La movilización no solo logró frenar los intentos de revertir los resultados electorales, sino que también evidenció la capacidad de la sociedad civil para actuar como un contrapeso efectivo frente a las amenazas autoritarias. En un contexto donde las instituciones no sólo fracasaron a la hora de proteger el orden democrático sino que además impulsaron su regresión, fue la ciudadanía organizada y movilizada la que sostuvo la democracia guatemalteca desde abajo.

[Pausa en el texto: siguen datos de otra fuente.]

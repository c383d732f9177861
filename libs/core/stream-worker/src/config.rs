//! Worker configuration

use crate::registry::StreamDef;
use uuid::Uuid;

#[derive(Debug, Clone)]
pub struct WorkerConfig {
    pub stream_name: String,
    pub consumer_group: String,
    /// Unique per process, auto-generated
    pub consumer_id: String,
    pub dlq_stream: String,
    /// Sorted set holding redriven messages until their backoff elapses
    pub delayed_set: String,
    /// Approximate MAXLEN for requeued and dead-lettered entries
    pub max_length: i64,
    pub batch_size: usize,
    /// XREADGROUP BLOCK in milliseconds; `None` polls
    pub block_timeout_ms: Option<u64>,
    /// Sleep between polls when not blocking
    pub poll_interval_ms: u64,
    /// Pending entries idle this long are claimed from other consumers
    pub claim_idle_ms: u64,
    /// Deliveries allowed before an entry is dead-lettered
    pub max_receive_count: u32,
    /// When false, exhausted entries are acknowledged and dropped
    pub enable_dlq: bool,
    /// When false, redriven messages are re-added at once
    pub retry_backoff: bool,
}

/// Delayed-redrive set for a stream
pub fn delayed_set_name(stream_name: &str) -> String {
    format!("{}:delayed", stream_name)
}

impl WorkerConfig {
    pub fn from_stream_def<S: StreamDef>() -> Self {
        Self {
            stream_name: S::STREAM_NAME.to_string(),
            consumer_group: S::CONSUMER_GROUP.to_string(),
            consumer_id: format!("worker-{}", Uuid::new_v4()),
            dlq_stream: S::DLQ_STREAM.to_string(),
            delayed_set: delayed_set_name(S::STREAM_NAME),
            max_length: S::MAX_LENGTH,
            batch_size: S::BATCH_SIZE,
            block_timeout_ms: Some(5000),
            poll_interval_ms: 1000,
            claim_idle_ms: S::CLAIM_IDLE_MS,
            max_receive_count: S::MAX_RECEIVE_COUNT,
            enable_dlq: true,
            retry_backoff: true,
        }
    }

    pub fn new(stream_name: impl Into<String>, consumer_group: impl Into<String>) -> Self {
        let stream_name = stream_name.into();
        Self {
            dlq_stream: format!("{}:dlq", stream_name),
            delayed_set: delayed_set_name(&stream_name),
            stream_name,
            consumer_group: consumer_group.into(),
            consumer_id: format!("worker-{}", Uuid::new_v4()),
            max_length: 100_000,
            batch_size: 10,
            block_timeout_ms: Some(5000),
            poll_interval_ms: 1000,
            claim_idle_ms: 30_000,
            max_receive_count: 3,
            enable_dlq: true,
            retry_backoff: true,
        }
    }

    pub fn with_consumer_id(mut self, id: impl Into<String>) -> Self {
        self.consumer_id = id.into();
        self
    }

    pub fn with_dlq_stream(mut self, stream: impl Into<String>) -> Self {
        self.dlq_stream = stream.into();
        self
    }

    pub fn with_batch_size(mut self, size: usize) -> Self {
        self.batch_size = size.max(1);
        self
    }

    /// `None` or `Some(0)` switches to polling
    pub fn with_blocking(mut self, timeout_ms: Option<u64>) -> Self {
        self.block_timeout_ms = timeout_ms.filter(|ms| *ms > 0);
        self
    }

    pub fn with_poll_interval_ms(mut self, interval: u64) -> Self {
        self.poll_interval_ms = interval;
        self
    }

    pub fn with_claim_idle_ms(mut self, idle_ms: u64) -> Self {
        self.claim_idle_ms = idle_ms;
        self
    }

    pub fn with_max_receive_count(mut self, count: u32) -> Self {
        self.max_receive_count = count.max(1);
        self
    }

    pub fn with_dlq(mut self, enable: bool) -> Self {
        self.enable_dlq = enable;
        self
    }

    pub fn with_retry_backoff(mut self, enable: bool) -> Self {
        self.retry_backoff = enable;
        self
    }

    pub fn is_blocking(&self) -> bool {
        self.block_timeout_ms.is_some()
    }
}

impl Default for WorkerConfig {
    fn default() -> Self {
        Self::new("stream:jobs", "workers")
    }
}

#[cfg(test)]
mod tests {
    use super::*;

    struct DeliveryStream;

    impl StreamDef for DeliveryStream {
        const STREAM_NAME: &'static str = "test:deliveries";
        const CONSUMER_GROUP: &'static str = "test_workers";
        const DLQ_STREAM: &'static str = "test:deliveries:dlq";
        const MAX_RECEIVE_COUNT: u32 = 5;
    }

    #[test]
    fn test_from_stream_def() {
        let config = WorkerConfig::from_stream_def::<DeliveryStream>();

        assert_eq!(config.stream_name, "test:deliveries");
        assert_eq!(config.consumer_group, "test_workers");
        assert_eq!(config.dlq_stream, "test:deliveries:dlq");
        assert_eq!(config.max_receive_count, 5);
        assert_eq!(config.batch_size, 10);
        assert!(config.consumer_id.starts_with("worker-"));
        assert!(config.is_blocking());
    }

    #[test]
    fn test_new_derives_dlq_and_delayed_names() {
        let config = WorkerConfig::new("orders", "billing");
        assert_eq!(config.dlq_stream, "orders:dlq");
        assert_eq!(config.delayed_set, "orders:delayed");
        assert!(config.retry_backoff);
    }

    #[test]
    fn test_builder_clamps() {
        let config = WorkerConfig::new("s", "g")
            .with_consumer_id("worker-1")
            .with_batch_size(0)
            .with_max_receive_count(0)
            .with_blocking(Some(0));

        assert_eq!(config.consumer_id, "worker-1");
        assert_eq!(config.batch_size, 1);
        assert_eq!(config.max_receive_count, 1);
        assert!(!config.is_blocking());
    }
}
//! Environment-driven configuration shared by the song request services.
//!
//! Every service reads its settings from environment variables through the
//! [`FromEnv`] trait. The helpers below cover the three shapes that show up
//! in practice: required values, values with a default, and parsed values.

pub mod server;
pub mod tracing;

use std::env;
use std::str::FromStr;
use thiserror::Error;

/// Configuration error type
#[derive(Error, Debug)]
pub enum ConfigError {
    #[error("Environment variable '{0}' is required but not set")]
    MissingEnvVar(String),

    #[error("Failed to parse environment variable '{key}': {details}")]
    ParseError { key: String, details: String },
}

/// Deployment environment, selected by `APP_ENV`.
#[derive(Clone, Copy, Debug, PartialEq, Eq)]
pub enum Environment {
    Development,
    Production,
}

impl Environment {
    /// `APP_ENV=production` (any casing) selects production, everything else is development.
    pub fn from_env() -> Self {
        let app_env = env_or_default("APP_ENV", "development");

        if app_env.eq_ignore_ascii_case("production") {
            Environment::Production
        } else {
            Environment::Development
        }
    }

    pub fn is_production(&self) -> bool {
        matches!(self, Environment::Production)
    }

    pub fn is_development(&self) -> bool {
        matches!(self, Environment::Development)
    }
}

/// Trait for configuration that can be loaded from environment variables
pub trait FromEnv: Sized {
    fn from_env() -> Result<Self, ConfigError>;
}

/// Read `key`, falling back to `default` when unset
pub fn env_or_default(key: &str, default: &str) -> String {
    env::var(key).unwrap_or_else(|_| default.to_string())
}

/// Read `key` or fail with [`ConfigError::MissingEnvVar`]
pub fn env_required(key: &str) -> Result<String, ConfigError> {
    env::var(key).map_err(|_| ConfigError::MissingEnvVar(key.to_string()))
}

/// Read and parse `key`, using `default` when unset.
///
/// A value that is set but does not parse is an error, not a fallback.
pub fn env_parse_or<T>(key: &str, default: T) -> Result<T, ConfigError>
where
    T: FromStr,
    T::Err: std::fmt::Display,
{
    match env::var(key) {
        Ok(raw) => raw.trim().parse().map_err(|e: T::Err| ConfigError::ParseError {
            key: key.to_string(),
            details: e.to_string(),
        }),
        Err(_) => Ok(default),
    }
}

#[cfg(test)]
mod tests {
    use super::*;

    #[test]
    fn test_environment_defaults_to_development() {
        temp_env::with_var_unset("APP_ENV", || {
            let env = Environment::from_env();
            assert_eq!(env, Environment::Development);
            assert!(env.is_development());
            assert!(!env.is_production());
        });
    }

    #[test]
    fn test_environment_production_case_insensitive() {
        for value in ["production", "PRODUCTION", "Production"] {
            temp_env::with_var("APP_ENV", Some(value), || {
                assert_eq!(Environment::from_env(), Environment::Production);
            });
        }
    }

    #[test]
    fn test_environment_unknown_defaults_to_development() {
        temp_env::with_var("APP_ENV", Some("staging"), || {
            assert_eq!(Environment::from_env(), Environment::Development);
        });
    }

    #[test]
    fn test_env_or_default() {
        temp_env::with_var("SONG_TEST_VAR", Some("set"), || {
            assert_eq!(env_or_default("SONG_TEST_VAR", "fallback"), "set");
        });
        temp_env::with_var_unset("SONG_TEST_VAR", || {
            assert_eq!(env_or_default("SONG_TEST_VAR", "fallback"), "fallback");
        });
    }

    #[test]
    fn test_env_required_missing() {
        temp_env::with_var_unset("SONG_REQUIRED_VAR", || {
            let err = env_required("SONG_REQUIRED_VAR").unwrap_err();
            assert!(err.to_string().contains("SONG_REQUIRED_VAR"));
            assert!(err.to_string().contains("required"));
        });
    }

    #[test]
    fn test_env_parse_or_uses_default_when_unset() {
        temp_env::with_var_unset("SONG_BATCH", || {
            assert_eq!(env_parse_or("SONG_BATCH", 10usize).unwrap(), 10);
        });
    }

    #[test]
    fn test_env_parse_or_parses_value() {
        temp_env::with_var("SONG_BATCH", Some(" 25 "), || {
            assert_eq!(env_parse_or("SONG_BATCH", 10usize).unwrap(), 25);
        });
    }

    #[test]
    fn test_env_parse_or_rejects_garbage() {
        temp_env::with_var("SONG_BATCH", Some("lots"), || {
            let err = env_parse_or("SONG_BATCH", 10usize).unwrap_err();
            assert!(matches!(err, ConfigError::ParseError { ref key, .. } if key == "SONG_BATCH"));
        });
    }
}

Los casos de Brasil y Guatemala ponen de manifiesto que defender las instituciones democráticas no es una tarea exclusiva del Estado: es también un ejercicio colectivo de vigilancia, reacción y apropiación ciudadana de la democracia. Para hacer esto posible, es urgente capacitar a las personas con las herramientas adecuadas que permitan identificar incluso las señales más tempranas de erosión, y que así la ciudadanía se posicione en el centro, no en los márgenes, de la primera línea de defensa.